You can purchase this album, and listen to or download individual songs from it at Sufjan Stevens' website, here.
In 2005 Sufjan Stevens released the hugely popular album Illinois, thus securing his rapid rise to indie fame. While Illinois wasn’t Sufjan’s debut album (in fact it was his fifth record), its sudden popularity inevitably wore him out. Many feared that he wouldn’t release another proper record after certain comments made in 2009, but lo and behold, last year our Sufjan thirst was quenched, and indeed our cup runneth over. Not only did the indie-folk genius release a surprise EP (All Delighted People), but another mind-blowing full-length album as well, The Age of Adz – a total of two hours, fourteen minutes, and eighteen seconds of new and worthwhile Sufjan material.
For two of his records, Greetings from Michigan (2003) and Illinois (2005), Sufjan had been engaging in his ‘Fifty States Project’, which aimed at producing an album for each of the fifty American states. As with Seven Swans (2004), Sufjan abandoned the project with his new album – perhaps permanently this time (commenting in an interview with The Guardian, ‘I have no qualms about admitting it was a promotional gimmick.’).

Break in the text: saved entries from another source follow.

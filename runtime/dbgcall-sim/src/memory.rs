//! Sparse simulated address space

use std::collections::BTreeMap;

use dbgcall::{MemoryFault, TargetMemory};

/// Non-overlapping byte regions keyed by base address
///
/// Accesses must fall entirely inside one mapped region; anything else is a
/// [`MemoryFault`].
#[derive(Debug, Default, Clone)]
pub struct SimMemory {
    regions: BTreeMap<u64, Vec<u8>>,
}

impl SimMemory {
    pub fn new() -> Self {
        Self::default()
    }

    /// Map `size` zeroed bytes at `base`
    pub fn map(&mut self, base: u64, size: usize) {
        self.regions.insert(base, vec![0; size]);
    }

    pub fn is_mapped(&self, addr: u64) -> bool {
        self.region(addr, 1).is_ok()
    }

    fn region(&self, addr: u64, len: usize) -> Result<(u64, usize), MemoryFault> {
        let (&base, bytes) = self
            .regions
            .range(..=addr)
            .next_back()
            .ok_or(MemoryFault { addr })?;
        let start = (addr - base) as usize;
        match start.checked_add(len) {
            Some(end) if end <= bytes.len() => Ok((base, start)),
            _ => Err(MemoryFault { addr }),
        }
    }
}

impl TargetMemory for SimMemory {
    fn read(&self, addr: u64, buf: &mut [u8]) -> Result<(), MemoryFault> {
        let (base, start) = self.region(addr, buf.len())?;
        buf.copy_from_slice(&self.regions[&base][start..start + buf.len()]);
        Ok(())
    }

    fn write(&mut self, addr: u64, data: &[u8]) -> Result<(), MemoryFault> {
        let (base, start) = self.region(addr, data.len())?;
        let bytes = self
            .regions
            .get_mut(&base)
            .ok_or(MemoryFault { addr })?;
        bytes[start..start + data.len()].copy_from_slice(data);
        Ok(())
    }
}

#[cfg(test)]
mod tests {
    use super::*;

    #[test]
    fn accesses_stay_inside_one_region() {
        let mut mem = SimMemory::new();
        mem.map(0x1000, 0x10);
        mem.map(0x1010, 0x10);

        mem.write_word(0x1008, 42).unwrap();
        assert_eq!(mem.read_word(0x1008).unwrap(), 42);

        // Straddles two regions
        assert_eq!(mem.read_word(0x100c), Err(MemoryFault { addr: 0x100c }));
        assert!(mem.read_word(0x0ff8).is_err());
        assert!(mem.is_mapped(0x101f));
        assert!(!mem.is_mapped(0x1020));
    }
}
//! CLI definitions using clap.

use std::path::PathBuf;

use clap::{Args, Parser, Subcommand};
use clap_complete::Shell;

/// projscope - locate and inspect a JavaScript project's package.json
#[derive(Parser)]
#[command(name = "projscope")]
#[command(author, version, about, long_about = None)]
pub struct Cli {
    /// Enable verbose output
    #[arg(short, long, global = true)]
    pub verbose: bool,

    /// Disable colored output
    #[arg(long, global = true)]
    pub no_color: bool,

    #[command(subcommand)]
    pub command: Commands,
}

#[derive(Subcommand)]
pub enum Commands {
    /// Print the path of the nearest package.json
    Locate(LocateArgs),

    /// Summarize the nearest package.json
    Show(ShowArgs),

    /// Print one top-level field of the nearest package.json
    Field(FieldArgs),

    /// Print the absolute path of the project entry point
    Entry(EntryArgs),

    /// Print the platform output directory
    Dist(DistArgs),

    /// Generate shell completions
    Completions(CompletionsArgs),
}

#[derive(Args)]
pub struct LocateArgs {
    /// Directory to start searching from (defaults to current directory)
    pub dir: Option<PathBuf>,

    /// Print the path relative to the current directory
    #[arg(long)]
    pub relative: bool,
}

#[derive(Args)]
pub struct ShowArgs {
    /// Directory to start searching from (defaults to current directory)
    pub dir: Option<PathBuf>,

    /// Print the whole manifest as JSON
    #[arg(long)]
    pub json: bool,
}

#[derive(Args)]
pub struct FieldArgs {
    /// Top-level key to print (e.g. main, name, dependencies)
    pub key: String,

    /// Directory to start searching from (defaults to current directory)
    pub dir: Option<PathBuf>,
}

#[derive(Args)]
pub struct EntryArgs {
    /// Directory to start searching from (defaults to current directory)
    pub dir: Option<PathBuf>,
}

#[derive(Args)]
pub struct DistArgs {
    /// Directory to start searching from (defaults to current directory)
    pub dir: Option<PathBuf>,

    /// Target platform (android, ios); defaults to `project.platform` from config
    #[arg(short, long, env = "PROJSCOPE_PLATFORM")]
    pub platform: Option<String>,

    /// Print an absolute path instead of one relative to the project root
    #[arg(long)]
    pub absolute: bool,
}

#[derive(Args)]
pub struct CompletionsArgs {
    /// Shell to generate completions for
    #[arg(value_enum)]
    pub shell: Shell,
}
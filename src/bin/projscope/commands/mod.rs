//! Command implementations

pub mod completions;
pub mod dist;
pub mod entry;
pub mod field;
pub mod locate;
pub mod show;
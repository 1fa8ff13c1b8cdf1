//! Global context for projscope operations.
//!
//! Provides centralized access to the working directory, output settings
//! and the merged configuration.

use std::path::{Path, PathBuf};

use anyhow::{Context, Result};

use crate::core::errors::{ManifestError, ProjectError};
use crate::core::locator::{resolve_manifest_path_with, LocateOptions};
use crate::core::manifest::LocatedManifest;
use crate::core::project::Project;
use crate::ops::locate::{discover_project, locate};
use crate::util::config::{global_config_path, load_config, project_config_path, Config};

/// Global context containing configuration and paths.
#[derive(Debug, Clone)]
pub struct GlobalContext {
    /// Current working directory
    cwd: PathBuf,

    /// Whether to use verbose output
    verbose: bool,

    /// Whether to use colors in output
    color: bool,

    /// Merged global and project configuration
    config: Config,
}

impl GlobalContext {
    /// Create a new GlobalContext for the process working directory.
    pub fn new() -> Result<Self> {
        let cwd = std::env::current_dir().context("failed to get current directory")?;
        Ok(Self::with_cwd(cwd))
    }

    /// Create a GlobalContext with a specific working directory.
    pub fn with_cwd(cwd: PathBuf) -> Self {
        let config = load_config(
            global_config_path().as_deref(),
            &project_config_path(&cwd),
        );
        Self::with_config(cwd, config)
    }

    /// Create a GlobalContext with an explicit configuration.
    pub fn with_config(cwd: PathBuf, config: Config) -> Self {
        GlobalContext {
            cwd,
            verbose: false,
            color: true,
            config,
        }
    }

    /// Set verbose mode.
    pub fn set_verbose(&mut self, verbose: bool) {
        self.verbose = verbose;
    }

    /// Set color output.
    pub fn set_color(&mut self, color: bool) {
        self.color = color;
    }

    /// Get the current working directory.
    pub fn cwd(&self) -> &Path {
        &self.cwd
    }

    /// Check if verbose mode is enabled.
    pub fn is_verbose(&self) -> bool {
        self.verbose
    }

    /// Check if color output is enabled.
    pub fn color(&self) -> bool {
        self.color
    }

    /// Get the merged configuration.
    pub fn config(&self) -> &Config {
        &self.config
    }

    /// Search options from the configuration.
    pub fn locate_options(&self) -> LocateOptions {
        self.config.locate_options(&self.cwd)
    }

    /// Resolve an optional user-supplied directory against the cwd.
    pub fn resolve_dir(&self, dir: Option<&Path>) -> PathBuf {
        match dir {
            Some(dir) => self.cwd.join(dir),
            None => self.cwd.clone(),
        }
    }

    /// Find the package.json for `dir` (default: cwd), searching upward.
    pub fn find_manifest(&self, dir: Option<&Path>) -> Result<PathBuf, ManifestError> {
        resolve_manifest_path_with(&self.resolve_dir(dir), &self.locate_options())
    }

    /// Locate and load the package.json for `dir` (default: cwd).
    pub fn locate(&self, dir: Option<&Path>) -> Result<LocatedManifest, ManifestError> {
        locate(&self.resolve_dir(dir), &self.locate_options())
    }

    /// Discover the project containing `dir` (default: cwd).
    pub fn project(&self, dir: Option<&Path>) -> Result<Project, ProjectError> {
        discover_project(&self.resolve_dir(dir), &self.locate_options())
    }
}
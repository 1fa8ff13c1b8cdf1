//! `projscope completions` command
//!
//! Generates shell completions for various shells.

use std::io;

use anyhow::Result;
use clap::CommandFactory;
use clap_complete::generate;

use crate::cli::{Cli, CompletionsArgs};

pub fn execute(args: CompletionsArgs) -> Result<()> {
    let mut cmd = Cli::command();
    let name = cmd.get_name().to_string();

    generate(args.shell, &mut cmd, name, &mut io::stdout());

    Ok(())
}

Age of Adz draws heavily from the artwork of American ‘outsider artist’, the self-proclaimed ‘Prophet’ Royal Robertson (1936-1997). In his artwork, Robertson frequently made use of biblical apocalyptic imagery and bizarre references to extra terrestrials. Regrettably, Robertson’s artwork also developed a misogynistic streak, a reflection of the turmoil he faced when his wife left him for another man. Sufjan, however, makes brilliant use of these themes both lyrically and instrumentally. The title itself, The Age of Adz, takes its name from a painting by Robertson, featured on the album cover.
These themes are not entirely alien to Sufjan’s repertoire (i.e. tracks like ‘Seven Swans’ from the album of the same name, ‘Concerning the UFO Sighting Near Highland, IL’ from Illinois and ‘Dumb I Sound’ from A Sun Came – released in 2000), but what he does in Age of Adz is different – perhaps of a higher order. Incorporating large-scale orchestral elements like he did in BQE and glitchy, electronic soundscapes—especially prevalent in Enjoy Your Rabbit—Sufjan synthesises a decade of music into one powerful and groundbreaking magnum opus.
The listener will discover that The Age of Adz is strikingly personal as Sufjan skilfully expresses the tragedy of lost love in tracks like ‘Too Much’ and ‘I Walked’. Musically, Sufjan is pushing the boundaries of indie and pop; perhaps alienating those who are looking for things reminiscent of the ‘older stuff’; although tracks like ‘Futile Devices’, ‘Now That I’m Older’, ‘Vesuvius’ and ‘All For Myself’ aren’t far from the more tender Sufjan of Michigan days. Sufjan even makes use of ‘strong language’ on this record, beautifully repeating the line ‘I’m not [messing] around’ at the climax of ‘I Want to Be Well’, which is likely to catch many listeners off-guard. But this record is anything but gratuitous. And it is never boring, even throughout the twenty-five minute, five-part finale, ‘Impossible Soul’.
Like any great epic, the album brings the listener on a mystical journey, over the sea and through uncharted lands. It is at times orienting (‘I must do myself a favour and get real, get right with the Lord’), while at other times entirely disorienting (‘Oh, I know it wasn't safe, it wasn't safe to breathe at all’), but The Age of Adz culminates in the declaration, ‘It's not so impossible.’